Pd sull’annunciata riforma Fvg sugli Enti locali: Shaurli, “non-riforma” che non risolve problemi

“La riforma degli Enti Locali ha vertici di furbizia nella narrazione ancor più spiccati della sedicente 'riforma' della sanità. Infatti è davvero coraggiosa fantasia definire riforma le Unioni di Comuni, perché questo e nient’altro sono le Comunità proposte, già previste dalla Legge Iacop del 2006 e successivamente da Del Rio. Definire riforma la riproposizione delle Comunità Montane, pare 5, e delle future Province, pare 4, è nascondere l’assoluta mancanza di scelte con un ritorno al passato che pare prevedere 5 livelli di Enti diversi in una Regione di 1,2 milioni di abitanti. E questo senza minimamente risolvere i problemi che i nostri sindaci affrontano quotidianamente: né personale, né risorse, né servizi migliori per i nostri cittadini”. Lo afferma il segretario regionale del Pd Fvg Cristiano Shaurli commentando le linee generali del ddl sulle forme associative comunali presentato ieri al Consiglio delle Autonomie (Cal) dall'assessore alle Autonomie locali del Fvg, Pierpaolo Roberti.

La riforma degli Enti locali, per il segretario del Pd provinciale di Udine Roberto Pascolat “è incredibile come assomigli ai parcheggi di via Aquileia inventati dal sindaco di Udine: un mostro. Si intravede un caos istituzionale, costituzionale e amministrativo che rischia di bloccare una regione già indietro rispetto alle migliori del Nord”.

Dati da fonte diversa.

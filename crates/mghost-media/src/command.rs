//! FFmpeg command builder and runner.

use std::path::{Path, PathBuf};
use std::process::{Output, Stdio};
use std::time::Duration;
use tokio::process::Command;
use tracing::{debug, warn};

use crate::error::{MediaError, MediaResult};

/// Well-known install locations checked when a binary is not on `PATH`.
const BUNDLED_DIRS: &[&str] = &["./ffmpeg/bin", "../ffmpeg/bin", "C:/ffmpeg/bin", "/usr/bin"];

/// Maximum stderr bytes kept on failure.
const STDERR_TAIL: usize = 2000;

/// Builder for FFmpeg commands with one or more inputs.
#[derive(Debug, Clone)]
pub struct FfmpegCommand {
    /// Input files, each with the arguments placed before its `-i`
    inputs: Vec<(Vec<String>, PathBuf)>,
    /// Output file path
    output: PathBuf,
    /// Output arguments (after all inputs)
    output_args: Vec<String>,
    /// Whether to overwrite output
    overwrite: bool,
}

impl FfmpegCommand {
    /// Create a new FFmpeg command with a single input.
    pub fn new(input: impl AsRef<Path>, output: impl AsRef<Path>) -> Self {
        Self {
            inputs: vec![(Vec::new(), input.as_ref().to_path_buf())],
            output: output.as_ref().to_path_buf(),
            output_args: Vec::new(),
            overwrite: true,
        }
    }

    /// Add another input file.
    pub fn add_input(mut self, input: impl AsRef<Path>) -> Self {
        self.inputs.push((Vec::new(), input.as_ref().to_path_buf()));
        self
    }

    /// Add an argument placed before the most recently added input.
    pub fn input_arg(mut self, arg: impl Into<String>) -> Self {
        if let Some((args, _)) = self.inputs.last_mut() {
            args.push(arg.into());
        }
        self
    }

    /// Add output arguments (after all inputs).
    pub fn output_arg(mut self, arg: impl Into<String>) -> Self {
        self.output_args.push(arg.into());
        self
    }

    /// Add multiple output arguments.
    pub fn output_args<I, S>(mut self, args: I) -> Self
    where
        I: IntoIterator<Item = S>,
        S: Into<String>,
    {
        self.output_args.extend(args.into_iter().map(Into::into));
        self
    }

    /// Set video codec.
    pub fn video_codec(self, codec: impl Into<String>) -> Self {
        self.output_arg("-c:v").output_arg(codec)
    }

    /// Copy every mapped stream without re-encoding.
    pub fn stream_copy(self) -> Self {
        self.output_args(["-c", "copy"])
    }

    /// Map a stream specifier (e.g. `0:v:0`) into the output.
    pub fn map(self, spec: impl Into<String>) -> Self {
        self.output_arg("-map").output_arg(spec)
    }

    /// Stop at the end of the shortest stream.
    pub fn shortest(self) -> Self {
        self.output_arg("-shortest")
    }

    /// Build the command arguments.
    pub fn build_args(&self) -> Vec<String> {
        let mut args = Vec::new();

        if self.overwrite {
            args.push("-y".to_string());
        }

        args.push("-hide_banner".to_string());
        args.push("-v".to_string());
        args.push("error".to_string());

        for (input_args, input) in &self.inputs {
            args.extend(input_args.iter().cloned());
            args.push("-i".to_string());
            args.push(input.to_string_lossy().to_string());
        }

        args.extend(self.output_args.iter().cloned());
        args.push(self.output.to_string_lossy().to_string());

        args
    }
}

/// Runner for FFmpeg commands with a bounded execution time.
#[derive(Debug, Clone)]
pub struct FfmpegRunner {
    /// FFmpeg binary
    binary: PathBuf,
    /// Timeout
    timeout: Option<Duration>,
}

impl FfmpegRunner {
    /// Create a new runner for the given FFmpeg binary.
    pub fn new(binary: impl Into<PathBuf>) -> Self {
        Self {
            binary: binary.into(),
            timeout: None,
        }
    }

    /// Set timeout.
    pub fn with_timeout(mut self, timeout: Duration) -> Self {
        self.timeout = Some(timeout);
        self
    }

    /// Run an FFmpeg command; non-zero exit and timeout are errors.
    pub async fn run(&self, cmd: &FfmpegCommand) -> MediaResult<()> {
        let args = cmd.build_args();
        debug!("Running FFmpeg: {} {}", self.binary.display(), args.join(" "));

        let mut command = Command::new(&self.binary);
        command.args(&args);

        let output = run_with_timeout(command, self.timeout).await?;

        if output.status.success() {
            Ok(())
        } else {
            Err(MediaError::ffmpeg_failed(
                "FFmpeg exited with non-zero status",
                Some(stderr_tail(&output.stderr)),
                output.status.code(),
            ))
        }
    }
}

/// Spawn a command with piped output and wait for it, killing it when the
/// timeout elapses.
pub async fn run_with_timeout(mut command: Command, timeout: Option<Duration>) -> MediaResult<Output> {
    command
        .stdin(Stdio::null())
        .stdout(Stdio::piped())
        .stderr(Stdio::piped())
        .kill_on_drop(true);

    let child = command.spawn()?;
    let wait = child.wait_with_output();

    match timeout {
        Some(limit) => match tokio::time::timeout(limit, wait).await {
            Ok(result) => Ok(result?),
            Err(_) => {
                // Dropping the future drops the child, which kills it.
                warn!("Subprocess timed out after {:?}, killing process", limit);
                Err(MediaError::Timeout(limit.as_secs()))
            }
        },
        None => Ok(wait.await?),
    }
}

/// Last part of a stderr buffer, lossily decoded.
pub fn stderr_tail(stderr: &[u8]) -> String {
    let text = String::from_utf8_lossy(stderr);
    let text = text.trim();
    if text.len() <= STDERR_TAIL {
        return text.to_string();
    }
    let mut start = text.len() - STDERR_TAIL;
    while !text.is_char_boundary(start) {
        start += 1;
    }
    text[start..].to_string()
}

/// Locate a binary: explicit override, then `PATH`, then bundled locations.
pub fn resolve_binary(name: &str, override_path: Option<&Path>) -> Option<PathBuf> {
    if let Some(path) = override_path {
        return path.exists().then(|| path.to_path_buf());
    }

    if let Ok(path) = which::which(name) {
        return Some(path);
    }

    BUNDLED_DIRS.iter().find_map(|dir| {
        [name.to_string(), format!("{}.exe", name)]
            .into_iter()
            .map(|file| Path::new(dir).join(file))
            .find(|p| p.exists())
    })
}

/// Check if FFmpeg is available.
pub fn check_ffmpeg() -> MediaResult<PathBuf> {
    resolve_binary("ffmpeg", None).ok_or_else(|| MediaError::FfmpegNotFound("ffmpeg".into()))
}

/// Check if FFprobe is available.
pub fn check_ffprobe() -> MediaResult<PathBuf> {
    resolve_binary("ffprobe", None).ok_or_else(|| MediaError::FfprobeNotFound("ffprobe".into()))
}

#[cfg(test)]
mod tests {
    use super::*;

    #[test]
    fn test_command_builder_single_input() {
        let cmd = FfmpegCommand::new("input.mp4", "output.mp4").video_codec("mpeg4");

        let args = cmd.build_args();
        assert_eq!(args[0], "-y");
        assert!(args.contains(&"-c:v".to_string()));
        assert!(args.contains(&"mpeg4".to_string()));
        assert_eq!(args.last().unwrap(), "output.mp4");
    }

    #[test]
    fn test_command_builder_two_inputs_in_order() {
        let args = FfmpegCommand::new("video.mp4", "out.mp4")
            .add_input("source.mp4")
            .input_arg("-thread_queue_size")
            .input_arg("512")
            .build_args();

        let first = args.iter().position(|a| a == "video.mp4").unwrap();
        let queue = args.iter().position(|a| a == "-thread_queue_size").unwrap();
        let second = args.iter().position(|a| a == "source.mp4").unwrap();
        assert!(first < queue && queue < second);
    }

    #[test]
    fn test_stderr_tail_truncates() {
        let long = vec![b'x'; STDERR_TAIL * 2];
        assert_eq!(stderr_tail(&long).len(), STDERR_TAIL);
        assert_eq!(stderr_tail(b"  short \n"), "short");
    }

    #[test]
    fn test_resolve_binary_override_missing() {
        assert!(resolve_binary("ffmpeg", Some(Path::new("/nonexistent/ffmpeg"))).is_none());
    }

    #[tokio::test]
    async fn test_run_with_timeout_kills_slow_process() {
        if which::which("sleep").is_err() {
            return;
        }
        let mut cmd = Command::new("sleep");
        cmd.arg("5");
        let result = run_with_timeout(cmd, Some(Duration::from_millis(100))).await;
        assert!(matches!(result, Err(MediaError::Timeout(_))));
    }
}
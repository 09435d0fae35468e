//! Watermark primitive boundary.
//!
//! The orchestrators treat the embed/decode transform as a black box: a key
//! goes in with a frame on the way out, and on the way back a frame yields a
//! [`Pattern`] that can be correlated against every candidate key.

use rand::rngs::StdRng;
use rand::{Rng, SeedableRng};

use crate::config::EngineConfig;
use crate::error::{MediaError, MediaResult};
use crate::frame::Frame;

/// A decoded or reference watermark pattern.
#[derive(Debug, Clone, PartialEq)]
pub struct Pattern(pub Vec<f32>);

impl Pattern {
    pub fn len(&self) -> usize {
        self.0.len()
    }

    pub fn is_empty(&self) -> bool {
        self.0.is_empty()
    }

    /// Non-empty, finite, and carrying some energy.
    pub fn is_valid(&self) -> bool {
        !self.0.is_empty()
            && self.0.iter().all(|v| v.is_finite())
            && self.0.iter().map(|v| (*v as f64).powi(2)).sum::<f64>() > 1e-9
    }

    /// Element-wise mean. `None` for no patterns or mismatched lengths.
    pub fn average(patterns: &[Pattern]) -> Option<Pattern> {
        let first = patterns.first()?;
        if patterns.iter().any(|p| p.len() != first.len()) {
            return None;
        }

        let mut sum = vec![0f64; first.len()];
        for p in patterns {
            for (acc, v) in sum.iter_mut().zip(&p.0) {
                *acc += *v as f64;
            }
        }
        let n = patterns.len() as f64;
        Some(Pattern(sum.into_iter().map(|v| (v / n) as f32).collect()))
    }

    /// Pearson correlation in `[-1, 1]`; 0 when either side is flat or the
    /// lengths differ.
    pub fn correlation(&self, other: &Pattern) -> f64 {
        if self.len() != other.len() || self.is_empty() {
            return 0.0;
        }

        let n = self.len() as f64;
        let mean_a = self.0.iter().map(|v| *v as f64).sum::<f64>() / n;
        let mean_b = other.0.iter().map(|v| *v as f64).sum::<f64>() / n;

        let (mut cov, mut var_a, mut var_b) = (0f64, 0f64, 0f64);
        for (a, b) in self.0.iter().zip(&other.0) {
            let da = *a as f64 - mean_a;
            let db = *b as f64 - mean_b;
            cov += da * db;
            var_a += da * da;
            var_b += db * db;
        }

        let denom = (var_a * var_b).sqrt();
        if !denom.is_finite() || denom < 1e-12 {
            return 0.0;
        }
        (cov / denom).clamp(-1.0, 1.0)
    }
}

/// Embed/decode transform keyed by an integer.
///
/// Implementations must be deterministic for a given key and safe to call
/// from several blocking threads at once.
pub trait WatermarkPrimitive: Send + Sync {
    /// Return a copy of `frame` carrying the watermark for `key`.
    fn embed(&self, frame: &Frame, key: i64) -> MediaResult<Frame>;

    /// Recover the raw watermark pattern present in `frame`.
    fn decode(&self, frame: &Frame) -> MediaResult<Pattern>;

    /// Reference pattern that `decode` output is correlated against.
    fn key_pattern(&self, key: i64) -> Pattern;
}

const KEY_SALT: u64 = 0x6d67_686f_7374_0001;

/// Additive spread-spectrum watermark on the luma plane.
///
/// The frame is divided into a `grid x grid` lattice of cells; each cell is
/// shifted by `+amplitude` or `-amplitude` according to a pseudo-random
/// sign sequence seeded by the key. Decoding takes per-cell mean luma with
/// the frame mean removed.
#[derive(Debug, Clone)]
pub struct LumaSpreadPrimitive {
    grid: u32,
    amplitude: f32,
}

impl LumaSpreadPrimitive {
    pub const DEFAULT_GRID: u32 = 16;

    /// `strength` scales the quantisation `step` into a luma amplitude.
    pub fn new(strength: f32, step: f32) -> Self {
        Self {
            grid: Self::DEFAULT_GRID,
            amplitude: (strength * step).abs(),
        }
    }

    pub fn from_config(config: &EngineConfig) -> Self {
        Self::new(config.strength, config.step)
    }

    pub fn with_grid(mut self, grid: u32) -> Self {
        self.grid = grid.max(1);
        self
    }

    pub fn amplitude(&self) -> f32 {
        self.amplitude
    }

    fn check_size(&self, frame: &Frame) -> MediaResult<()> {
        if frame.width() < self.grid || frame.height() < self.grid {
            return Err(MediaError::invalid(format!(
                "frame {}x{} is smaller than the {}x{} watermark grid",
                frame.width(),
                frame.height(),
                self.grid,
                self.grid
            )));
        }
        Ok(())
    }

    /// Cell index of every pixel, row-major.
    fn cell_of(&self, frame: &Frame) -> impl Iterator<Item = usize> + '_ {
        let (w, h, g) = (frame.width() as usize, frame.height() as usize, self.grid as usize);
        (0..h).flat_map(move |y| (0..w).map(move |x| (y * g / h) * g + (x * g / w)))
    }
}

impl WatermarkPrimitive for LumaSpreadPrimitive {
    fn embed(&self, frame: &Frame, key: i64) -> MediaResult<Frame> {
        self.check_size(frame)?;
        let pattern = self.key_pattern(key);

        let mut out = frame.clone();
        for (luma, cell) in out.y.iter_mut().zip(self.cell_of(frame)) {
            *luma = (*luma + self.amplitude * pattern.0[cell]).clamp(0.0, 255.0);
        }
        Ok(out)
    }

    fn decode(&self, frame: &Frame) -> MediaResult<Pattern> {
        self.check_size(frame)
            .map_err(|e| MediaError::DecodeFailed(e.to_string()))?;

        let cells = (self.grid * self.grid) as usize;
        let mut sums = vec![0f64; cells];
        let mut counts = vec![0u32; cells];
        for (luma, cell) in frame.y.iter().zip(self.cell_of(frame)) {
            sums[cell] += *luma as f64;
            counts[cell] += 1;
        }

        let means: Vec<f64> = sums
            .iter()
            .zip(&counts)
            .map(|(s, c)| if *c == 0 { 0.0 } else { s / *c as f64 })
            .collect();
        let global = means.iter().sum::<f64>() / cells as f64;

        Ok(Pattern(means.iter().map(|m| (m - global) as f32).collect()))
    }

    fn key_pattern(&self, key: i64) -> Pattern {
        let mut rng = StdRng::seed_from_u64((key as u64) ^ KEY_SALT);
        let cells = (self.grid * self.grid) as usize;
        Pattern(
            (0..cells)
                .map(|_| if rng.random::<bool>() { 1.0 } else { -1.0 })
                .collect(),
        )
    }
}

#[cfg(test)]
mod tests {
    use super::*;

    fn primitive() -> LumaSpreadPrimitive {
        LumaSpreadPrimitive::new(1.0, 5.0)
    }

    #[test]
    fn test_key_pattern_is_deterministic() {
        let p = primitive();
        assert_eq!(p.key_pattern(42), p.key_pattern(42));
        assert_ne!(p.key_pattern(42), p.key_pattern(43));
        assert_eq!(p.key_pattern(42).len(), 256);
    }

    #[test]
    fn test_embed_then_decode_matches_key() {
        let p = primitive();
        let keys = [10i64, 11, 12, 13];
        let frame = Frame::filled(64, 48, 128.0);

        for (i, key) in keys.iter().enumerate() {
            let marked = p.embed(&frame, *key).unwrap();
            let decoded = p.decode(&marked).unwrap();
            let scores: Vec<f64> = keys
                .iter()
                .map(|k| decoded.correlation(&p.key_pattern(*k)))
                .collect();
            let best = scores
                .iter()
                .enumerate()
                .max_by(|a, b| a.1.total_cmp(b.1))
                .map(|(idx, _)| idx)
                .unwrap();
            assert_eq!(best, i);
            assert!(scores[i] > 0.99);
        }
    }

    #[test]
    fn test_flat_frame_decodes_to_invalid_pattern() {
        let p = primitive();
        let decoded = p.decode(&Frame::filled(32, 32, 90.0)).unwrap();
        assert!(!decoded.is_valid());
    }

    #[test]
    fn test_small_frame_rejected() {
        let p = primitive();
        assert!(p.embed(&Frame::filled(8, 8, 0.0), 1).is_err());
        assert!(matches!(
            p.decode(&Frame::filled(8, 8, 0.0)),
            Err(MediaError::DecodeFailed(_))
        ));
    }

    #[test]
    fn test_pattern_average_and_correlation() {
        let a = Pattern(vec![1.0, -1.0, 1.0, -1.0]);
        let b = Pattern(vec![3.0, -1.0, 3.0, -1.0]);
        let avg = Pattern::average(&[a.clone(), b]).unwrap();
        assert_eq!(avg, Pattern(vec![2.0, -1.0, 2.0, -1.0]));
        assert!((a.correlation(&avg) - 1.0).abs() < 1e-9);
        assert_eq!(a.correlation(&Pattern(vec![0.0; 4])), 0.0);
        assert_eq!(a.correlation(&Pattern(vec![1.0])), 0.0);
        assert!(Pattern::average(&[]).is_none());
    }
}
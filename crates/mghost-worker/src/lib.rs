//! Watermark job runner.
//!
//! This crate provides:
//! - JSON-argument embed and extract commands
//! - A key ledger mapping issued keys to users
//! - Ledger-backed embedding and identification
//! - Structured job logging

pub mod commands;
pub mod config;
pub mod error;
pub mod ledger;
pub mod logging;

pub use commands::{IdentifyOutcome, Runner, Tuning, UserEmbedOutcome};
pub use config::WorkerConfig;
pub use error::{WorkerError, WorkerResult};
pub use ledger::{derive_keys, EmbedRecord, KeyLedger, NewRecord};
pub use logging::JobLogger;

Per Pascolat “giusta era la strada imboccata dal centrosinistra: abolizione delle provincie e protagonismo dei comuni in forma associata per gestire le questioni di area vasta, in montagna e in pianura. Qui invece si annunciano 4 livelli diversi di enti in conflitto tra loro, territori in concorrenza con gli altri, provincie elettive preannunciate che non si possono fare perché ciò imporrebbe una modifica dello statuto con legge costituzionale in consiglio, funambolici trasferimenti di personale da un ente all’altro”.